Hermione smiled sheepishly. "I suppose ill be getting an earful about my shoddy spell work since you both managed to break through my memory charm."

"Well it did take us nearly three years.  Not too bad for a first attempt.”

“Oh, Hermione.”  Molly moved behind Hermione, and Sherlock opened his arms and wrapped them around both of his girls, and the three of them stood, tangled together, in the middle of the entrance hall.  “You are so much braver and so much better than either of us could ever have hoped for, than we ever could have been.”

And maybe that was the point, Sherlock thought.  Maybe each generation repeated the trials of the one that came before, not because they were stuck in an endless cycle that could never end, but because the younger generation was better equipped to face them.  Not to repeat their parents' mistakes, but to _correct_ them.

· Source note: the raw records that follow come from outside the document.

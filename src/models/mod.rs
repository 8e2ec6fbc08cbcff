//! Data models for the application

use crate::validation::{validate_complaint_id, ValidationError};
use chrono::{DateTime, Utc};
use serde::{Deserialize, Serialize};
use std::fmt;
use std::str::FromStr;
use validator::Validate;

// =============================================================================
// Enums
// =============================================================================

#[derive(Debug, Clone, Copy, PartialEq, Eq, Hash, Serialize, Deserialize, sqlx::Type)]
#[sqlx(type_name = "complaint_status", rename_all = "snake_case")]
#[serde(rename_all = "snake_case")]
pub enum ComplaintStatus {
    Submitted,
    Assigned,
    InProgress,
    /// Informational entry; does not move the complaint to another stage.
    Update,
    Resolved,
    Rejected,
}

impl ComplaintStatus {
    pub const ALL: [ComplaintStatus; 6] = [
        ComplaintStatus::Submitted,
        ComplaintStatus::Assigned,
        ComplaintStatus::InProgress,
        ComplaintStatus::Update,
        ComplaintStatus::Resolved,
        ComplaintStatus::Rejected,
    ];

    pub fn as_str(&self) -> &'static str {
        match self {
            ComplaintStatus::Submitted => "submitted",
            ComplaintStatus::Assigned => "assigned",
            ComplaintStatus::InProgress => "in_progress",
            ComplaintStatus::Update => "update",
            ComplaintStatus::Resolved => "resolved",
            ComplaintStatus::Rejected => "rejected",
        }
    }

    pub fn is_terminal(&self) -> bool {
        matches!(self, ComplaintStatus::Resolved | ComplaintStatus::Rejected)
    }
}

impl fmt::Display for ComplaintStatus {
    fn fmt(&self, f: &mut fmt::Formatter<'_>) -> fmt::Result {
        f.write_str(self.as_str())
    }
}

impl FromStr for ComplaintStatus {
    type Err = ValidationError;

    fn from_str(s: &str) -> Result<Self, Self::Err> {
        let wanted = s.trim().to_lowercase().replace([' ', '-'], "_");
        Self::ALL
            .into_iter()
            .find(|status| status.as_str() == wanted)
            .ok_or_else(|| ValidationError::InvalidChoice {
                field: "status".to_string(),
                value: s.to_string(),
            })
    }
}

#[derive(Debug, Clone, Copy, PartialEq, Eq, Hash, Serialize, Deserialize, sqlx::Type)]
#[sqlx(type_name = "complaint_category", rename_all = "snake_case")]
#[serde(rename_all = "snake_case")]
pub enum Category {
    Road,
    Garbage,
    Streetlight,
    Water,
    Other,
}

impl Category {
    pub const ALL: [Category; 5] = [
        Category::Road,
        Category::Garbage,
        Category::Streetlight,
        Category::Water,
        Category::Other,
    ];

    pub fn as_str(&self) -> &'static str {
        match self {
            Category::Road => "road",
            Category::Garbage => "garbage",
            Category::Streetlight => "streetlight",
            Category::Water => "water",
            Category::Other => "other",
        }
    }
}

impl fmt::Display for Category {
    fn fmt(&self, f: &mut fmt::Formatter<'_>) -> fmt::Result {
        f.write_str(self.as_str())
    }
}

impl FromStr for Category {
    type Err = ValidationError;

    fn from_str(s: &str) -> Result<Self, Self::Err> {
        let wanted = s.trim().to_lowercase();
        Self::ALL
            .into_iter()
            .find(|category| category.as_str() == wanted)
            .ok_or_else(|| ValidationError::InvalidChoice {
                field: "category".to_string(),
                value: s.to_string(),
            })
    }
}

/// Variant order matters: sorting relies on `Low < Medium < High`.
#[derive(
    Debug, Clone, Copy, PartialEq, Eq, PartialOrd, Ord, Hash, Serialize, Deserialize, sqlx::Type,
)]
#[sqlx(type_name = "complaint_priority", rename_all = "snake_case")]
#[serde(rename_all = "snake_case")]
pub enum Priority {
    Low,
    Medium,
    High,
}

impl Priority {
    pub fn as_str(&self) -> &'static str {
        match self {
            Priority::Low => "low",
            Priority::Medium => "medium",
            Priority::High => "high",
        }
    }
}

impl fmt::Display for Priority {
    fn fmt(&self, f: &mut fmt::Formatter<'_>) -> fmt::Result {
        f.write_str(self.as_str())
    }
}

impl FromStr for Priority {
    type Err = ValidationError;

    fn from_str(s: &str) -> Result<Self, Self::Err> {
        match s.trim().to_lowercase().as_str() {
            "low" => Ok(Priority::Low),
            "medium" => Ok(Priority::Medium),
            "high" => Ok(Priority::High),
            _ => Err(ValidationError::InvalidChoice {
                field: "priority".to_string(),
                value: s.to_string(),
            }),
        }
    }
}

// =============================================================================
// Complaint
// =============================================================================

/// Public complaint identifier, `CIV-` followed by six decimal digits.
#[derive(
    Debug, Clone, PartialEq, Eq, Hash, PartialOrd, Ord, Serialize, Deserialize, sqlx::Type,
)]
#[serde(transparent)]
#[sqlx(transparent)]
pub struct ComplaintId(String);

impl ComplaintId {
    pub const PREFIX: &'static str = "CIV-";

    /// Build an identifier from the low six decimal digits of `n`.
    pub fn from_number(n: u64) -> Self {
        Self(format!("{}{:06}", Self::PREFIX, n % 1_000_000))
    }

    pub fn parse(value: &str) -> Result<Self, ValidationError> {
        let value = value.trim();
        validate_complaint_id(value)?;
        Ok(Self(value.to_string()))
    }

    pub fn as_str(&self) -> &str {
        &self.0
    }
}

impl fmt::Display for ComplaintId {
    fn fmt(&self, f: &mut fmt::Formatter<'_>) -> fmt::Result {
        f.write_str(&self.0)
    }
}

#[derive(Debug, Clone, Copy, PartialEq, Serialize, Deserialize)]
pub struct Coordinates {
    pub latitude: f64,
    pub longitude: f64,
}

#[derive(Debug, Clone, PartialEq, Serialize, Deserialize)]
pub struct StatusUpdate {
    pub timestamp: DateTime<Utc>,
    pub status: ComplaintStatus,
    pub description: String,
    pub department: String,
    /// Explicit completion percentage, only ever present on `update` entries.
    #[serde(default, skip_serializing_if = "Option::is_none")]
    pub progress: Option<u8>,
    /// Ledger hash chaining this entry to its predecessor.
    pub hash: String,
}

#[derive(Debug, Clone, PartialEq, Serialize, Deserialize)]
pub struct Complaint {
    pub id: ComplaintId,
    pub description: String,
    pub category: Category,
    pub location: String,
    pub coordinates: Option<Coordinates>,
    pub attachments: Vec<String>,
    pub priority: Priority,
    pub status: ComplaintStatus,
    pub submitted_by: String,
    pub submitted_at: DateTime<Utc>,
    /// Department suggested by classification
    pub routed_to: Option<String>,
    pub assigned_to: Option<String>,
    pub updates: Vec<StatusUpdate>,
}

/// Fields fixed at intake and classification, before the first entry exists.
#[derive(Debug, Clone, PartialEq)]
pub struct NewComplaint {
    pub description: String,
    pub category: Category,
    pub location: String,
    pub coordinates: Option<Coordinates>,
    pub attachments: Vec<String>,
    pub priority: Priority,
    pub submitted_by: String,
    pub routed_to: Option<String>,
}

#[derive(Debug, Clone, Serialize)]
pub struct ComplaintResponse {
    pub id: ComplaintId,
    pub description: String,
    pub category: Category,
    pub location: String,
    pub coordinates: Option<Coordinates>,
    pub attachments: Vec<String>,
    pub priority: Priority,
    pub status: ComplaintStatus,
    pub stage: ComplaintStatus,
    pub progress: u8,
    pub closed: bool,
    pub submitted_by: String,
    pub submitted_at: DateTime<Utc>,
    pub routed_to: Option<String>,
    pub assigned_to: Option<String>,
    pub updates: Vec<StatusUpdate>,
}

impl From<Complaint> for ComplaintResponse {
    fn from(complaint: Complaint) -> Self {
        let stage = complaint.stage();
        let progress = complaint.progress();
        let closed = complaint.is_closed();
        Self {
            id: complaint.id,
            description: complaint.description,
            category: complaint.category,
            location: complaint.location,
            coordinates: complaint.coordinates,
            attachments: complaint.attachments,
            priority: complaint.priority,
            status: complaint.status,
            stage,
            progress,
            closed,
            submitted_by: complaint.submitted_by,
            submitted_at: complaint.submitted_at,
            routed_to: complaint.routed_to,
            assigned_to: complaint.assigned_to,
            updates: complaint.updates,
        }
    }
}

// =============================================================================
// Requests
// =============================================================================

/// Complaint submission form. Choice fields arrive as strings so that a bad
/// value is reported against its field instead of as a body rejection.
#[derive(Debug, Clone, Default, Serialize, Deserialize, Validate)]
pub struct CreateComplaint {
    #[serde(default)]
    #[validate(length(max = 5000))]
    pub description: String,
    #[serde(default)]
    pub category: String,
    #[serde(default)]
    #[validate(length(max = 500))]
    pub location: String,
    pub coordinates: Option<Coordinates>,
    #[serde(default)]
    pub attachments: Vec<String>,
    #[validate(length(max = 255))]
    pub submitted_by: Option<String>,
}

#[derive(Debug, Clone, Default, Serialize, Deserialize, Validate)]
pub struct UpdateStatusRequest {
    #[serde(default)]
    pub status: String,
    #[serde(default)]
    #[validate(length(max = 2000))]
    pub description: String,
    #[serde(default)]
    #[validate(length(max = 255))]
    pub department: String,
    pub progress: Option<u8>,
    #[validate(length(max = 255))]
    pub assigned_to: Option<String>,
}

/// A validated status change, ready for the lifecycle.
#[derive(Debug, Clone, PartialEq)]
pub struct StatusChange {
    pub status: ComplaintStatus,
    pub description: String,
    pub department: String,
    pub progress: Option<u8>,
    pub assigned_to: Option<String>,
}

impl StatusChange {
    pub fn new(
        status: ComplaintStatus,
        description: impl Into<String>,
        department: impl Into<String>,
    ) -> Self {
        Self {
            status,
            description: description.into(),
            department: department.into(),
            progress: None,
            assigned_to: None,
        }
    }

    pub fn with_progress(mut self, progress: u8) -> Self {
        self.progress = Some(progress);
        self
    }

    pub fn assigned_to(mut self, department: impl Into<String>) -> Self {
        self.assigned_to = Some(department.into());
        self
    }
}

// =============================================================================
// Submission receipt
// =============================================================================

#[derive(Debug, Clone, Copy, PartialEq, Eq, Serialize)]
#[serde(rename_all = "snake_case")]
pub enum SubmissionOutcomeKind {
    Accepted,
    RejectedByValidation,
}

#[derive(Debug, Clone, Serialize)]
pub struct SubmissionReceipt {
    pub id: ComplaintId,
    pub outcome: SubmissionOutcomeKind,
    pub status: ComplaintStatus,
    pub priority: Priority,
    pub routed_to: Option<String>,
    pub reason: Option<String>,
    pub submitted_at: DateTime<Utc>,
}

// =============================================================================
// API Responses
// =============================================================================

#[derive(Debug, Serialize)]
pub struct ApiResponse<T> {
    pub success: bool,
    pub data: Option<T>,
    pub error: Option<String>,
}

impl<T> ApiResponse<T> {
    pub fn success(data: T) -> Self {
        Self {
            success: true,
            data: Some(data),
            error: None,
        }
    }

    pub fn error(message: impl Into<String>) -> Self {
        Self {
            success: false,
            data: None,
            error: Some(message.into()),
        }
    }
}

#[cfg(test)]
mod tests {
    use super::*;

    #[test]
    fn test_status_parsing_accepts_display_forms() {
        assert_eq!(
            "In Progress".parse::<ComplaintStatus>().unwrap(),
            ComplaintStatus::InProgress
        );
        assert_eq!(
            "in_progress".parse::<ComplaintStatus>().unwrap(),
            ComplaintStatus::InProgress
        );
        assert_eq!(
            "Resolved".parse::<ComplaintStatus>().unwrap(),
            ComplaintStatus::Resolved
        );
        assert!(matches!(
            "closed".parse::<ComplaintStatus>(),
            Err(ValidationError::InvalidChoice { .. })
        ));
    }

    #[test]
    fn test_priority_ordering() {
        assert!(Priority::High > Priority::Medium);
        assert!(Priority::Medium > Priority::Low);
    }

    #[test]
    fn test_complaint_id_from_number_pads_and_wraps() {
        assert_eq!(ComplaintId::from_number(42).as_str(), "CIV-000042");
        assert_eq!(ComplaintId::from_number(1_736_937_001_234).as_str(), "CIV-001234");
    }

    #[test]
    fn test_complaint_id_parse() {
        assert!(ComplaintId::parse("CIV-001234").is_ok());
        assert!(ComplaintId::parse(" CIV-001234 ").is_ok());
        assert!(ComplaintId::parse("CIV-1234").is_err());
        assert!(ComplaintId::parse("civ-001234").is_err());
    }
}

Eight years later, Sherlock sat in a hospital chair, holding a bundle of pink blankets and soft red curls.   He looked around the crowded room, at the friends and family who had piled in to congratulate his daughter and her husband on the birth of their first child, and knew, in his heart, that he had been right.

 

 

**Notes for the Chapter:**

> I don't think we've seen the last of this 'verse. First of all, I do know exactly what happens to John, it just wasn't part of *this* story. Also? Stay-at-home-dad Sherlock raising little Hermione? Oh, there's lots to mine there.
> 
> I'm thinking, though, that I need to get back to my Divergent!lock story, which has been neglected for far too long.